// =====================================================================
// File: replication/tests.rs
//
// Description:
//   Unit tests for the master-side replication pieces: newline
//   framing, fan-out ordering through the sender thread, and pruning
//   of dead follower sockets. Real loopback sockets are used so the
//   framing is exercised end to end.
// =====================================================================

use std::io::{BufRead, BufReader};
use std::net::{TcpListener, TcpStream};
use std::sync::Arc;
use std::thread::sleep;
use std::time::Duration;

use crate::replication::{FollowerRegistry, spawn_sender};

// A connected loopback pair: (master-held end, follower-held end).
fn socket_pair() -> (TcpStream, TcpStream) {
    let listener = TcpListener::bind("127.0.0.1:0").unwrap();
    let addr = listener.local_addr().unwrap();
    let client = TcpStream::connect(addr).unwrap();
    let (accepted, _) = listener.accept().unwrap();
    accepted
        .set_read_timeout(Some(Duration::from_secs(5)))
        .unwrap();
    (client, accepted)
}

#[test]
fn broadcast_frames_each_entry_with_a_newline() {
    let (master_end, follower_end) = socket_pair();
    let registry = FollowerRegistry::new();
    registry.register(master_end);
    assert_eq!(registry.count(), 1);

    registry.broadcast("SET a 1");
    registry.broadcast("RPUSH q x y");

    let mut reader = BufReader::new(follower_end);
    let mut line = String::new();
    reader.read_line(&mut line).unwrap();
    assert_eq!(line, "SET a 1\n");

    line.clear();
    reader.read_line(&mut line).unwrap();
    assert_eq!(line, "RPUSH q x y\n");
}

#[test]
fn broadcast_reaches_every_registered_follower() {
    let (master_a, follower_a) = socket_pair();
    let (master_b, follower_b) = socket_pair();
    let registry = FollowerRegistry::new();
    registry.register(master_a);
    registry.register(master_b);

    registry.broadcast("SET shared 1");

    for follower in [follower_a, follower_b] {
        let mut reader = BufReader::new(follower);
        let mut line = String::new();
        reader.read_line(&mut line).unwrap();
        assert_eq!(line, "SET shared 1\n");
    }
}

#[test]
fn sender_thread_preserves_enqueue_order() {
    let (master_end, follower_end) = socket_pair();
    let registry = Arc::new(FollowerRegistry::new());
    registry.register(master_end);

    let queue = spawn_sender(Arc::clone(&registry));
    queue.enqueue("SET first 1");
    queue.enqueue("SET second 2");
    queue.enqueue("DEL first");

    let mut reader = BufReader::new(follower_end);
    let mut received = Vec::new();
    for _ in 0..3 {
        let mut line = String::new();
        reader.read_line(&mut line).unwrap();
        received.push(line.trim().to_string());
    }
    assert_eq!(received, vec!["SET first 1", "SET second 2", "DEL first"]);
}

#[test]
fn dead_follower_is_dropped_from_the_set() {
    let (master_end, follower_end) = socket_pair();
    let registry = FollowerRegistry::new();
    registry.register(master_end);
    drop(follower_end);

    // The first send after the peer vanishes may still land in the
    // kernel buffer; keep broadcasting until the failure surfaces.
    for _ in 0..50 {
        registry.broadcast("SET probe 1");
        if registry.count() == 0 {
            break;
        }
        sleep(Duration::from_millis(10));
    }
    assert_eq!(registry.count(), 0, "dead socket must be pruned");
}
// =====================================================================
// File: command/executor.rs
//
// Description:
//   Command grammar, parser, and executor. A request line is split on
//   ASCII whitespace with a case-insensitive verb; the executor then
//   applies it to the keyspace while holding the global mutex and
//   produces the reply bytes. Successful writes record their canonical
//   textual form to the append-only log and the replication queue
//   before the mutex is released, so a write acknowledged to a client
//   is durable and ordered ahead of any later write.
//
//   Recovery replays the same path with propagation suppressed, which
//   keeps replayed history from being re-logged or re-replicated.
// =====================================================================

use std::sync::Arc;
use std::time::Duration;

use parking_lot::Mutex;
use tracing::error;

use crate::persistence::{AofLog, Snapshot};
use crate::replication::ReplicationQueue;
use crate::store::{Keyspace, ValueError};

pub(crate) const OK: &str = "OK\n";
pub(crate) const NIL: &str = "nil\n";
pub(crate) const INVALID_COMMAND: &str = "Invalid command\n";
pub(crate) const INVALID_TTL: &str = "Invalid TTL value\n";
pub(crate) const SNAPSHOT_SAVED: &str = "Data saved to snapshot file\n";
pub(crate) const TXN_UNSUPPORTED: &str = "ERROR: Transaction contains unsupported commands\n";

/// One parsed request.
#[derive(Debug, Clone, PartialEq, Eq)]
pub enum Command {
    Set {
        key: String,
        value: String,
        ttl_secs: Option<u64>,
    },
    Get { key: String },
    Del { key: String },
    Incr { key: String },
    Decr { key: String },
    LPush { key: String, values: Vec<String> },
    RPush { key: String, values: Vec<String> },
    LPop { key: String },
    RPop { key: String },
    LRange { key: String, start: i64, stop: i64 },
    Save,
    Multi,
    Exec,
    Discard,
}

/// Why a request line failed to parse.
#[derive(Debug, Clone, PartialEq, Eq)]
pub enum ParseError {
    /// Nothing but whitespace.
    Empty,
    /// A verb outside the protocol.
    UnknownVerb,
    /// Known verb, wrong argument shape. Carries the verb for the
    /// `Invalid <VERB> command` reply.
    BadArity(&'static str),
    /// `SET ... EX` with a tail that is not a non-negative integer.
    BadTtl,
}

impl ParseError {
    /// The wire reply for this parse failure.
    pub fn reply(&self) -> String {
        match self {
            ParseError::Empty | ParseError::UnknownVerb => INVALID_COMMAND.to_string(),
            ParseError::BadArity(verb) => format!("Invalid {verb} command\n"),
            ParseError::BadTtl => INVALID_TTL.to_string(),
        }
    }
}

impl Command {
    /// Parse one request line.
    ///
    /// Tokens are split on ASCII whitespace; the verb is
    /// case-insensitive, keys and values are case-sensitive. For `SET`
    /// the value is the space-joined run of tokens between the key and
    /// an optional trailing `EX <seconds>` pair.
    ///
    /// # Example
    /// ```
    /// use kvserver::Command;
    ///
    /// let cmd = Command::parse("set dog bark").unwrap();
    /// assert_eq!(
    ///     cmd,
    ///     Command::Set { key: "dog".into(), value: "bark".into(), ttl_secs: None }
    /// );
    /// ```
    pub fn parse(line: &str) -> Result<Self, ParseError> {
        let tokens: Vec<&str> = line.split_whitespace().collect();
        let Some((verb, args)) = tokens.split_first() else {
            return Err(ParseError::Empty);
        };

        match verb.to_ascii_uppercase().as_str() {
            "SET" => Self::parse_set(args),
            "GET" => Self::parse_single_key(args, "GET", |key| Command::Get { key }),
            "DEL" => Self::parse_single_key(args, "DEL", |key| Command::Del { key }),
            "INCR" => Self::parse_single_key(args, "INCR", |key| Command::Incr { key }),
            "DECR" => Self::parse_single_key(args, "DECR", |key| Command::Decr { key }),
            "LPOP" => Self::parse_single_key(args, "LPOP", |key| Command::LPop { key }),
            "RPOP" => Self::parse_single_key(args, "RPOP", |key| Command::RPop { key }),
            "LPUSH" => Self::parse_push(args, "LPUSH", |key, values| Command::LPush { key, values }),
            "RPUSH" => Self::parse_push(args, "RPUSH", |key, values| Command::RPush { key, values }),
            "LRANGE" => Self::parse_lrange(args),
            "SAVE" => Ok(Command::Save),
            "MULTI" => Ok(Command::Multi),
            "EXEC" => Ok(Command::Exec),
            "DISCARD" => Ok(Command::Discard),
            _ => Err(ParseError::UnknownVerb),
        }
    }

    /// Whether this command may appear inside a `MULTI` buffer.
    pub fn transactional(&self) -> bool {
        matches!(
            self,
            Command::Set { .. }
                | Command::Get { .. }
                | Command::Del { .. }
                | Command::LPush { .. }
                | Command::RPush { .. }
                | Command::LPop { .. }
                | Command::RPop { .. }
        )
    }

    fn parse_set(args: &[&str]) -> Result<Self, ParseError> {
        let [key, rest @ ..] = args else {
            return Err(ParseError::BadArity("SET"));
        };
        if rest.is_empty() {
            return Err(ParseError::BadArity("SET"));
        }

        // A trailing `EX <n>` pair is TTL, provided at least one value
        // token remains in front of it.
        if rest.len() >= 3 && rest[rest.len() - 2].eq_ignore_ascii_case("EX") {
            let ttl_secs: u64 = rest[rest.len() - 1].parse().map_err(|_| ParseError::BadTtl)?;
            return Ok(Command::Set {
                key: key.to_string(),
                value: rest[..rest.len() - 2].join(" "),
                ttl_secs: Some(ttl_secs),
            });
        }

        Ok(Command::Set {
            key: key.to_string(),
            value: rest.join(" "),
            ttl_secs: None,
        })
    }

    fn parse_single_key(
        args: &[&str],
        verb: &'static str,
        build: impl FnOnce(String) -> Command,
    ) -> Result<Self, ParseError> {
        match args {
            [key] => Ok(build(key.to_string())),
            _ => Err(ParseError::BadArity(verb)),
        }
    }

    fn parse_push(
        args: &[&str],
        verb: &'static str,
        build: impl FnOnce(String, Vec<String>) -> Command,
    ) -> Result<Self, ParseError> {
        let [key, values @ ..] = args else {
            return Err(ParseError::BadArity(verb));
        };
        if values.is_empty() {
            return Err(ParseError::BadArity(verb));
        }
        Ok(build(
            key.to_string(),
            values.iter().map(|v| v.to_string()).collect(),
        ))
    }

    fn parse_lrange(args: &[&str]) -> Result<Self, ParseError> {
        let [key, start, stop] = args else {
            return Err(ParseError::BadArity("LRANGE"));
        };
        let start: i64 = start.parse().map_err(|_| ParseError::BadArity("LRANGE"))?;
        let stop: i64 = stop.parse().map_err(|_| ParseError::BadArity("LRANGE"))?;
        Ok(Command::LRange {
            key: key.to_string(),
            start,
            stop,
        })
    }
}

/// Applies commands to the keyspace and produces wire replies.
///
/// One executor is shared by every connection thread, the recovery
/// path, and (on a follower) the replication ingester. Propagation
/// differs per path:
///
/// * [`Executor::execute`] — live traffic: apply, then log and enqueue
///   the write before releasing the mutex.
/// * [`Executor::replay`] — recovery: apply only.
/// * a follower is built with no replication queue, so its ingester
///   logs to the local append-only file without re-enqueueing.
pub struct Executor {
    keyspace: Arc<Mutex<Keyspace>>,
    aof: Arc<AofLog>,
    snapshot: Arc<Snapshot>,
    replication: Option<ReplicationQueue>,
}

impl Executor {
    /// Wire up an executor over the shared keyspace and durability
    /// handles. `replication` is `Some` only on a master.
    pub fn new(
        keyspace: Arc<Mutex<Keyspace>>,
        aof: Arc<AofLog>,
        snapshot: Arc<Snapshot>,
        replication: Option<ReplicationQueue>,
    ) -> Self {
        Self {
            keyspace,
            aof,
            snapshot,
            replication,
        }
    }

    /// Execute one request line and return the reply bytes.
    pub fn execute(&self, line: &str) -> String {
        let command = match Command::parse(line) {
            Ok(command) => command,
            Err(err) => return err.reply(),
        };

        match command {
            // Transaction control never reaches the executor from a
            // connection (the per-connection FSM intercepts it); seen
            // here it is outside any transaction and thus invalid.
            Command::Multi | Command::Exec | Command::Discard => INVALID_COMMAND.to_string(),

            Command::Save => {
                let keyspace = self.keyspace.lock();
                if let Err(err) = self.snapshot.save(&keyspace) {
                    error!(%err, "snapshot write failed");
                }
                SNAPSHOT_SAVED.to_string()
            }

            command => {
                let mut keyspace = self.keyspace.lock();
                let (reply, record) = Self::apply(&mut keyspace, &command);
                if let Some(record) = record {
                    self.propagate(&record);
                }
                reply
            }
        }
    }

    /// Execute a transaction buffer as one critical section.
    ///
    /// The whole buffer is validated first; any line that fails to
    /// parse or names a verb transactions do not support aborts the
    /// batch before anything is applied. Otherwise every command runs
    /// in order under a single mutex acquisition and the reply is the
    /// concatenation of the value lines (`GET` always contributes,
    /// `LPOP`/`RPOP` contribute when they pop something).
    pub fn execute_batch(&self, lines: &[String]) -> String {
        let mut commands = Vec::with_capacity(lines.len());
        for line in lines {
            match Command::parse(line) {
                Ok(command) if command.transactional() => commands.push(command),
                _ => return TXN_UNSUPPORTED.to_string(),
            }
        }

        let mut keyspace = self.keyspace.lock();
        let mut output = String::new();
        for command in &commands {
            let (reply, record) = Self::apply(&mut keyspace, command);
            if let Some(record) = record {
                self.propagate(&record);
            }
            match command {
                Command::Get { .. } => output.push_str(&reply),
                Command::LPop { .. } | Command::RPop { .. } if reply != NIL => {
                    output.push_str(&reply);
                }
                _ => {}
            }
        }
        output
    }

    /// Re-apply one recovered log record. No reply, no propagation:
    /// replayed history must not be logged or replicated again.
    pub fn replay(&self, line: &str) {
        let Ok(command) = Command::parse(line) else {
            return;
        };
        if matches!(
            command,
            Command::Save | Command::Multi | Command::Exec | Command::Discard
        ) {
            return;
        }
        let mut keyspace = self.keyspace.lock();
        let _ = Self::apply(&mut keyspace, &command);
    }

    // Mutates the keyspace and builds (reply, canonical record). The
    // record is Some only when a mutation was actually applied, in
    // which case the caller must propagate it before the lock drops.
    fn apply(keyspace: &mut Keyspace, command: &Command) -> (String, Option<String>) {
        match command {
            Command::Set { key, value, ttl_secs } => {
                keyspace.set(
                    key.clone(),
                    value.clone(),
                    ttl_secs.map(Duration::from_secs),
                );
                let record = match ttl_secs {
                    Some(secs) => format!("SET {key} {value} EX {secs}"),
                    None => format!("SET {key} {value}"),
                };
                (OK.to_string(), Some(record))
            }

            Command::Get { key } => match keyspace.get(key) {
                Ok(Some(value)) => (format!("{value}\n"), None),
                Ok(None) => (NIL.to_string(), None),
                Err(err) => (error_reply(err), None),
            },

            Command::Del { key } => {
                if keyspace.del(key) {
                    ("1\n".to_string(), Some(format!("DEL {key}")))
                } else {
                    ("0\n".to_string(), None)
                }
            }

            Command::Incr { key } => match keyspace.incr(key, 1) {
                Ok(Some(value)) => (format!("{value}\n"), Some(format!("INCR {key}"))),
                Ok(None) => ("0\n".to_string(), None),
                Err(err) => (error_reply(err), None),
            },

            Command::Decr { key } => match keyspace.incr(key, -1) {
                Ok(Some(value)) => (format!("{value}\n"), Some(format!("DECR {key}"))),
                Ok(None) => ("0\n".to_string(), None),
                Err(err) => (error_reply(err), None),
            },

            Command::LPush { key, values } => match keyspace.push_front(key, values.clone()) {
                Ok(_) => (
                    OK.to_string(),
                    Some(format!("LPUSH {key} {}", values.join(" "))),
                ),
                Err(err) => (error_reply(err), None),
            },

            Command::RPush { key, values } => match keyspace.push_back(key, values.clone()) {
                Ok(_) => (
                    OK.to_string(),
                    Some(format!("RPUSH {key} {}", values.join(" "))),
                ),
                Err(err) => (error_reply(err), None),
            },

            Command::LPop { key } => match keyspace.pop_front(key) {
                Ok(Some(value)) => (format!("{value}\n"), Some(format!("LPOP {key}"))),
                Ok(None) => (NIL.to_string(), None),
                Err(err) => (error_reply(err), None),
            },

            Command::RPop { key } => match keyspace.pop_back(key) {
                Ok(Some(value)) => (format!("{value}\n"), Some(format!("RPOP {key}"))),
                Ok(None) => (NIL.to_string(), None),
                Err(err) => (error_reply(err), None),
            },

            Command::LRange { key, start, stop } => match keyspace.range(key, *start, *stop) {
                Some(values) => (format!("{}\n", values.join(" ")), None),
                None => ("Invalid LRANGE command\n".to_string(), None),
            },

            // Handled before apply; unreachable by construction.
            Command::Save | Command::Multi | Command::Exec | Command::Discard => {
                (INVALID_COMMAND.to_string(), None)
            }
        }
    }

    // Records one committed write. Called with the keyspace lock held
    // so the log and queue observe mutations in commit order. An
    // append failure is logged and does not roll back the mutation.
    fn propagate(&self, record: &str) {
        if let Err(err) = self.aof.append(record) {
            error!(%err, record, "append-only log write failed");
        }
        if let Some(queue) = &self.replication {
            queue.enqueue(record);
        }
    }
}

// Formats a typed-access failure as an inline wire error.
fn error_reply(err: ValueError) -> String {
    format!("ERROR: {err}\n")
}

########################################

▶ **The problem**: From the entries, give the number of lines where the string "that" is found, and nothing else.

▶ **Reply to the exercise**: 2